In 1961 and 1962, the Kennedy administration authorized the use of chemicals to
destroy rice crops. Between 1961 and 1967, the U.S. Air Force sprayed 20 million
U.S. gallons (75,700,000 L) of concentrated herbicides over 6 million acres
(24,000 km2) of crops and trees, affecting an estimated 13% of South Vietnam's
land. In 1965, 42% of all herbicide was sprayed over food crops. Another purpose
of herbicide use was to drive civilian populations into RVN-controlled areas.
As of 2006, the Vietnamese government estimates that there are over 4,000,000
victims of dioxin poisoning in Vietnam, although the United States government
denies any conclusive scientific links between Agent Orange and the Vietnamese
victims of dioxin poisoning. In some areas of southern Vietnam, dioxin levels remain
at over 100 times the accepted international standard.

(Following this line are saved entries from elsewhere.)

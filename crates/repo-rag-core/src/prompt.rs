//! Prompt construction for grounded answers and file briefs.
//!
//! Grounding is enforced only by the instructions in the prompt text. The
//! engine guarantees that the prompt contains nothing but the retrieved
//! chunk texts and the question.

/// Separator placed between retrieved chunks in the context block.
pub const CONTEXT_SEPARATOR: &str = "\n\n---\n\n";

/// Context text used when retrieval returned nothing.
pub const NO_CONTEXT: &str = "No context available.";

/// Build the answer prompt from retrieved chunk texts and the question.
///
/// The question is always included, even when `context_docs` is empty.
pub fn build_grounding_prompt(query: &str, context_docs: &[String]) -> String {
    let context = if context_docs.is_empty() {
        NO_CONTEXT.to_string()
    } else {
        context_docs.join(CONTEXT_SEPARATOR)
    };

    format!(
        "You are an assistant explaining code and repository contents.\n\
         Answer using only the context below. If the context does not contain \
         the answer, say so.\n\
         Give a short summary and a beginner-friendly explanation, and mention \
         the file paths you relied on.\n\
         \n\
         Context:\n\
         {context}\n\
         \n\
         Question:\n\
         {query}\n\
         \n\
         Answer:\n"
    )
}

/// Build the prompt asking for a short description of one file.
pub fn build_brief_prompt(content: &str) -> String {
    format!(
        "You are a helpful assistant. Read the following file content and give a \
         short, beginner-friendly summary covering the purpose of the file and \
         its main components. Be concise.\n\
         \n\
         File content:\n\
         {content}\n\
         \n\
         Summary:\n"
    )
}
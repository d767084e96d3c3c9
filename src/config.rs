//! Configuration parsing and validation.
//!
//! Reads a TOML file into [`Config`]. Every section and field has a default,
//! so an empty file (or no file at all) yields a working offline setup: the
//! hash embedder, a cosine collection named `repo_docs` under `./data/index`,
//! and an Ollama generator.
//!
//! # Example
//!
//! ```toml
//! [index]
//! persist_dir = "./data/index"
//! collection = "repo_docs"
//! metric = "cosine"
//!
//! [chunking]
//! chunk_size = 800
//! chunk_overlap = 100
//!
//! [retrieval]
//! top_k = 4
//!
//! [embedding]
//! provider = "ollama"
//! model = "all-minilm"
//! dims = 384
//!
//! [generation]
//! provider = "ollama"
//! model = "phi3:mini"
//! ```

use anyhow::{bail, Context, Result};
use serde::Deserialize;
use std::path::{Path, PathBuf};

use repo_rag_core::chunk::{ChunkParams, SplitStrategy};
use repo_rag_core::store::DistanceMetric;

/// File name of the SQLite database inside `index.persist_dir`.
pub const INDEX_FILE: &str = "index.sqlite";

#[derive(Debug, Deserialize, Clone, Default)]
pub struct Config {
    #[serde(default)]
    pub index: IndexConfig,
    #[serde(default)]
    pub chunking: ChunkingConfig,
    #[serde(default)]
    pub indexing: IndexingConfig,
    #[serde(default)]
    pub retrieval: RetrievalConfig,
    #[serde(default)]
    pub embedding: EmbeddingConfig,
    #[serde(default)]
    pub generation: GenerationConfig,
    #[serde(default)]
    pub logging: LoggingConfig,
}

#[derive(Debug, Deserialize, Clone)]
pub struct IndexConfig {
    #[serde(default = "default_persist_dir")]
    pub persist_dir: PathBuf,
    #[serde(default = "default_collection")]
    pub collection: String,
    #[serde(default)]
    pub metric: DistanceMetric,
}

impl Default for IndexConfig {
    fn default() -> Self {
        Self {
            persist_dir: default_persist_dir(),
            collection: default_collection(),
            metric: DistanceMetric::default(),
        }
    }
}

fn default_persist_dir() -> PathBuf {
    PathBuf::from("./data/index")
}
fn default_collection() -> String {
    "repo_docs".to_string()
}

#[derive(Debug, Deserialize, Clone)]
pub struct ChunkingConfig {
    #[serde(default = "default_chunk_size")]
    pub chunk_size: usize,
    #[serde(default = "default_chunk_overlap")]
    pub chunk_overlap: usize,
    #[serde(default)]
    pub strategy: SplitStrategy,
}

impl Default for ChunkingConfig {
    fn default() -> Self {
        Self {
            chunk_size: default_chunk_size(),
            chunk_overlap: default_chunk_overlap(),
            strategy: SplitStrategy::default(),
        }
    }
}

fn default_chunk_size() -> usize {
    800
}
fn default_chunk_overlap() -> usize {
    100
}

#[derive(Debug, Deserialize, Clone, Default)]
pub struct IndexingConfig {
    /// Skip files whose content hash matches what the index already holds.
    #[serde(default)]
    pub skip_unchanged: bool,
}

#[derive(Debug, Deserialize, Clone)]
pub struct RetrievalConfig {
    #[serde(default = "default_top_k")]
    pub top_k: usize,
}

impl Default for RetrievalConfig {
    fn default() -> Self {
        Self {
            top_k: default_top_k(),
        }
    }
}

fn default_top_k() -> usize {
    4
}

#[derive(Debug, Deserialize, Clone)]
pub struct EmbeddingConfig {
    #[serde(default = "default_embedding_provider")]
    pub provider: String,
    #[serde(default)]
    pub model: Option<String>,
    #[serde(default)]
    pub dims: Option<usize>,
    /// Base URL for server-backed providers.
    #[serde(default)]
    pub url: Option<String>,
    #[serde(default = "default_batch_size")]
    pub batch_size: usize,
    #[serde(default = "default_embedding_retries")]
    pub max_retries: u32,
    #[serde(default = "default_embedding_timeout")]
    pub timeout_secs: u64,
}

impl Default for EmbeddingConfig {
    fn default() -> Self {
        Self {
            provider: default_embedding_provider(),
            model: None,
            dims: None,
            url: None,
            batch_size: default_batch_size(),
            max_retries: default_embedding_retries(),
            timeout_secs: default_embedding_timeout(),
        }
    }
}

fn default_embedding_provider() -> String {
    "hash".to_string()
}
fn default_batch_size() -> usize {
    64
}
fn default_embedding_retries() -> u32 {
    5
}
fn default_embedding_timeout() -> u64 {
    30
}

#[derive(Debug, Deserialize, Clone)]
pub struct GenerationConfig {
    #[serde(default = "default_generation_provider")]
    pub provider: String,
    #[serde(default = "default_generation_model")]
    pub model: String,
    #[serde(default)]
    pub url: Option<String>,
    #[serde(default = "default_generation_retries")]
    pub max_retries: u32,
    #[serde(default = "default_generation_timeout")]
    pub timeout_secs: u64,
}

impl Default for GenerationConfig {
    fn default() -> Self {
        Self {
            provider: default_generation_provider(),
            model: default_generation_model(),
            url: None,
            max_retries: default_generation_retries(),
            timeout_secs: default_generation_timeout(),
        }
    }
}

fn default_generation_provider() -> String {
    "ollama".to_string()
}
fn default_generation_model() -> String {
    "phi3:mini".to_string()
}
fn default_generation_retries() -> u32 {
    2
}
fn default_generation_timeout() -> u64 {
    120
}

#[derive(Debug, Deserialize, Clone)]
pub struct LoggingConfig {
    /// Filter directive used when `RUST_LOG` is unset.
    #[serde(default = "default_log_level")]
    pub level: String,
    #[serde(default)]
    pub json: bool,
}

impl Default for LoggingConfig {
    fn default() -> Self {
        Self {
            level: default_log_level(),
            json: false,
        }
    }
}

fn default_log_level() -> String {
    "info".to_string()
}

impl Config {
    /// Path of the SQLite file backing the collection.
    pub fn db_path(&self) -> PathBuf {
        self.index.persist_dir.join(INDEX_FILE)
    }

    pub fn chunk_params(&self) -> Result<ChunkParams> {
        Ok(ChunkParams::new(
            self.chunking.chunk_size,
            self.chunking.chunk_overlap,
        )?)
    }

    /// Check cross-field constraints that serde defaults cannot express.
    pub fn validate(&self) -> Result<()> {
        self.chunk_params()
            .context("invalid [chunking] section")?;

        if self.retrieval.top_k < 1 {
            bail!("retrieval.top_k must be >= 1");
        }

        if self.index.collection.trim().is_empty() {
            bail!("index.collection must not be empty");
        }

        match self.embedding.provider.as_str() {
            "hash" | "local" => {}
            "ollama" | "openai" => {
                if self.embedding.model.is_none() {
                    bail!(
                        "embedding.model must be specified when provider is '{}'",
                        self.embedding.provider
                    );
                }
                if self.embedding.dims.unwrap_or(0) == 0 {
                    bail!(
                        "embedding.dims must be > 0 when provider is '{}'",
                        self.embedding.provider
                    );
                }
            }
            other => bail!(
                "Unknown embedding provider: '{}'. Must be hash, ollama, openai, or local.",
                other
            ),
        }
        if self.embedding.dims == Some(0) {
            bail!("embedding.dims must be > 0");
        }
        if self.embedding.batch_size == 0 {
            bail!("embedding.batch_size must be > 0");
        }

        match self.generation.provider.as_str() {
            "ollama" | "openai" | "disabled" => {}
            other => bail!(
                "Unknown generation provider: '{}'. Must be ollama, openai, or disabled.",
                other
            ),
        }

        Ok(())
    }
}

/// Load and validate a config file.
pub fn load_config(path: &Path) -> Result<Config> {
    let content = std::fs::read_to_string(path)
        .with_context(|| format!("Failed to read config file: {}", path.display()))?;

    let config: Config = toml::from_str(&content).with_context(|| "Failed to parse config file")?;
    config.validate()?;
    Ok(config)
}

/// Load `path` if given, otherwise fall back to defaults.
pub fn load_or_default(path: Option<&Path>) -> Result<Config> {
    match path {
        Some(path) => load_config(path),
        None => Ok(Config::default()),
    }
}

Although there has been much discussion over whether the use of these defoliants
constituted a violation of the laws of war, the defoliants were not considered
weapons, since exposure to them did not lead to immediate death or
incapacitation.
“The forms of torture used by the US military
are wild. They consist mainly in rape, gang
rape, rape using eels, snakes, or hard objects,
and rape followed by murder; electric shock
(‘the Bell Telephone Hour’) rendered by
attaching wires to the genitals or other
sensitive parts of the body, like the tongue;
the ‘water treatment’; the ‘airplane’ in which
the prisoner’s arms were tied behind the back,
and the rope looped over a hook on the
ceiling, suspending the prisoner in midair,
after which he or she was beaten; beatings
with rubber hoses and whips; the use of police
dogs to maul prisoners.”
“The use of the insertion of the 6-inch
dowel into the canal of one of my
detainee’s ears, and the tapping through
the brain until dead. The starvation to
death (in a cage), of a Vietnamese
woman who was suspected of being part
of the local political education cadre in
one of the local villages … The use of
electronic gear such as sealed
telephones attached to … both the
women’s vaginas and men’s testicles
[to] shock them into submission.”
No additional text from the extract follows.